They were coming into broader thoroughfares now. A wailing child's voice fell on her ear. A small crowd of disreputable idlers was hanging round the closed doors of a public-house, waiting eagerly for the opening which would take place at the close of service-time. The wailing child's voice grew more and more piteous. Erica saw that it came from a poor little half-clad creature of three years old who was clinging to the skirts of a miserable-looking woman with a shawl thrown over her head. Just as she drew near, the woman, with a fearful oath, tried to shake herself free of the child; then, with uplifted arms, was about to deal it a heavy blow when Erica caught her hand as it descended, and held it fast in both her hands.

“Don't hurt him,” she said, “please don't hurt him.”

She looked into the prematurely wrinkled face, into the half-dim eyes, she held the hand fast with a pressure not of force but of entreaty. Then they passed on, the by-standers shouting out the derisive chorus of “Come to Jesus!” with which London roughs delight in mocking any passenger whom they suspect of religious tendencies. In all her sadness, Erica could not help smiling to herself. That she, an atheist, Luke Raeburn's daughter, should be hooted at as a follower of Jesus!
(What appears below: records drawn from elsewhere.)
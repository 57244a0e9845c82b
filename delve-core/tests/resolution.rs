//! End-to-end resolution of sampled room targets.

mod common;

use common::{SIX_ROOM_DEGREES, chain, sampled_graph, six_room_layout};
use delve_core::{
    ConnectOutcome, ConstraintViolation, DomainState, DungeonGraph, Resolver, ResolverParams,
    TopologyError,
};
use rstest::rstest;

fn seeded(seed: u64) -> Resolver {
    Resolver::new(ResolverParams::default().with_rng_seed(seed))
}

fn degrees(graph: &DungeonGraph) -> Vec<usize> {
    graph.nodes().map(|node| node.degree()).collect()
}

#[rstest]
#[case(0)]
#[case(1)]
#[case(42)]
#[case(999)]
#[case(0xDEAD_BEEF)]
fn six_room_layout_resolves_to_its_degree_targets(#[case] seed: u64) {
    let mut graph = six_room_layout();
    assert_eq!(graph.critical_path(), vec![0, 1, 5]);

    seeded(seed).resolve(&mut graph).expect("layout is satisfiable");

    assert_eq!(degrees(&graph), SIX_ROOM_DEGREES);
    assert_eq!(graph.critical_path(), vec![0, 1, 5]);
    assert!(graph.all_instantiated());
    assert!(graph.is_complete());
    assert!(graph.is_planar());
    for branch in 2..=4 {
        assert!(
            graph.has_arc(branch, 1) || graph.has_arc(branch, 5),
            "room {branch} must hang off the critical path"
        );
    }
}

#[test]
fn same_seed_yields_same_layout() {
    let mut first = six_room_layout();
    let mut second = six_room_layout();

    seeded(7).resolve(&mut first).expect("resolve");
    seeded(7).resolve(&mut second).expect("resolve");

    assert_eq!(first.adjacency_matrix(), second.adjacency_matrix());
}

#[test]
fn phases_move_domains_through_their_states() {
    let mut graph = six_room_layout();
    let resolver = seeded(3);
    assert!(graph.nodes().all(|node| node.domain().state() == DomainState::Unreduced));

    resolver.reduce(&mut graph).expect("reduce");
    // Room 0 already owns its only permitted arc.
    assert_eq!(graph.node(0).map(|node| node.domain().state()), Some(DomainState::Singleton));
    assert_eq!(graph.node(1).map(|node| node.domain().state()), Some(DomainState::Open));
    assert!(!graph.all_instantiated());

    let err = resolver.instantiate(&mut graph).expect_err("domains still open");
    assert!(matches!(err, TopologyError::PrematureInstantiation { .. }));
    assert_eq!(graph.arc_count(), 2, "premature instantiation commits nothing");

    resolver.collapse(&mut graph).expect("collapse");
    assert!(graph.all_instantiated());

    resolver.instantiate(&mut graph).expect("instantiate");
    assert_eq!(degrees(&graph), SIX_ROOM_DEGREES);
}

#[test]
fn odd_degree_sum_requires_a_new_sample() {
    let mut graph = sampled_graph(&[(0, 0, 1), (0, 1, 2), (0, 2, 2), (1, 2, 2)]);
    graph.connect(0, 1).expect("connect");

    let err = seeded(5).resolve(&mut graph).expect_err("odd degree sum");

    assert_eq!(err, TopologyError::NoConsistentAssignment);
    assert!(err.requires_resample());
}

#[test]
fn resolution_requires_every_degree_target() {
    let mut graph = chain(3);
    graph.set_max_neighbours(0, 1).expect("node 0");
    graph.set_max_neighbours(2, 1).expect("node 2");

    let err = Resolver::default().resolve(&mut graph).expect_err("node 1 lacks a target");

    assert_eq!(err, TopologyError::MissingMaxNeighbours { node: 1 });
    assert!(!err.requires_resample());
}

#[test]
fn oversized_domains_are_refused_before_enumeration() {
    let resolver = Resolver::new(ResolverParams::new(100, 1_000).expect("valid params"));
    let mut graph = DungeonGraph::with_node_count(20);
    for id in 0..20 {
        graph.set_max_neighbours(id, 3).expect("node exists");
    }

    let err = resolver.reduce(&mut graph).expect_err("C(19, 3) = 969");

    assert_eq!(
        err,
        TopologyError::DomainTooLarge {
            node: 0,
            hypotheses: 969,
            limit: 100,
        }
    );
}

#[rstest]
#[case(0, 1)]
#[case(1, 0)]
fn resolver_parameters_reject_zero_caps(#[case] hypotheses: usize, #[case] steps: usize) {
    let err = ResolverParams::new(hypotheses, steps).expect_err("zero cap");
    assert!(matches!(err, TopologyError::InvalidParameters { .. }));
}

#[test]
fn checked_connects_guard_the_critical_path() {
    let mut graph = six_room_layout();

    let shortcut = graph.connect_checked(0, 5).expect("ids valid");
    assert_eq!(
        shortcut,
        ConnectOutcome::Rejected(ConstraintViolation::NeighbourCapacity {
            node: 0,
            degree: 1,
            limit: 1,
        })
    );

    let shortcut = graph.connect_checked(5, 0).expect("ids valid");
    assert_eq!(
        shortcut,
        ConnectOutcome::Rejected(ConstraintViolation::CriticalPathLength { before: 3, after: 2 })
    );
    assert_eq!(graph.critical_path(), vec![0, 1, 5]);
}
In the meantime the woman she had spoken to stood still staring after her. If an angel had suddenly appeared to her, she could not have been more startled. A human hand had given her coarse, guilty, trembling hand such a living pressure as it had never before received; a pure, loving face had looked at her; a voice, which was trembling with earnestness and full of the pathos of restrained tears, had pleaded with her for her own child. The woman's dormant motherhood sprung into life. Yes, he was her own child after all. She did not really want to hurt him, but a sort of demon was inside her, the demon of drink and sometimes it made her almost mad. She looked down now with love-cleared eyes at the little crying child who still clung to her ragged skirt. She stooped and picked him up, and wrapped a bit of her shawl round him. Presently after a fearful struggle, she turned away from the public-house and carried the child home to bed.

The jeering chorus was soon checked, for the shutters were taken down, and the doors thrown wide, and light, and cheerfulness, and shelter, and the drink they were all craving for, were temptingly displayed to draw in the waiting idlers.

But the woman had gone home, and one rather surly looking man still leaned against the wall looking up the street where Tom and Erica had disappeared.

“Blowed if that ain't a bit of pluck!” he said to himself, and therewith fell into a reverie.

Tom talked of temperance work, about which he was very eager, all the way to Guilford Terrace. Erica, on reaching home, went at once to her father's room. She found him propped up with pillows in his arm chair; he was still only well enough to attempt the lightest of light literature, and was looking at some old volumes of “Punch” which the Osmonds had sent across.

“You look tired, Eric!” he exclaimed. “Was there a good attendance?”

“Very,” she replied, but so much less brightly than usual that Raeburn at once divined that something had annoyed her.

“Was Mr. Masterman dull?”

“Not dull,” she replied, hesitatingly. Then, with more than her usual vehemence, “Father, I can't endure him! I wish we didn't have such men on our side! He is so flippant, so vulgar!”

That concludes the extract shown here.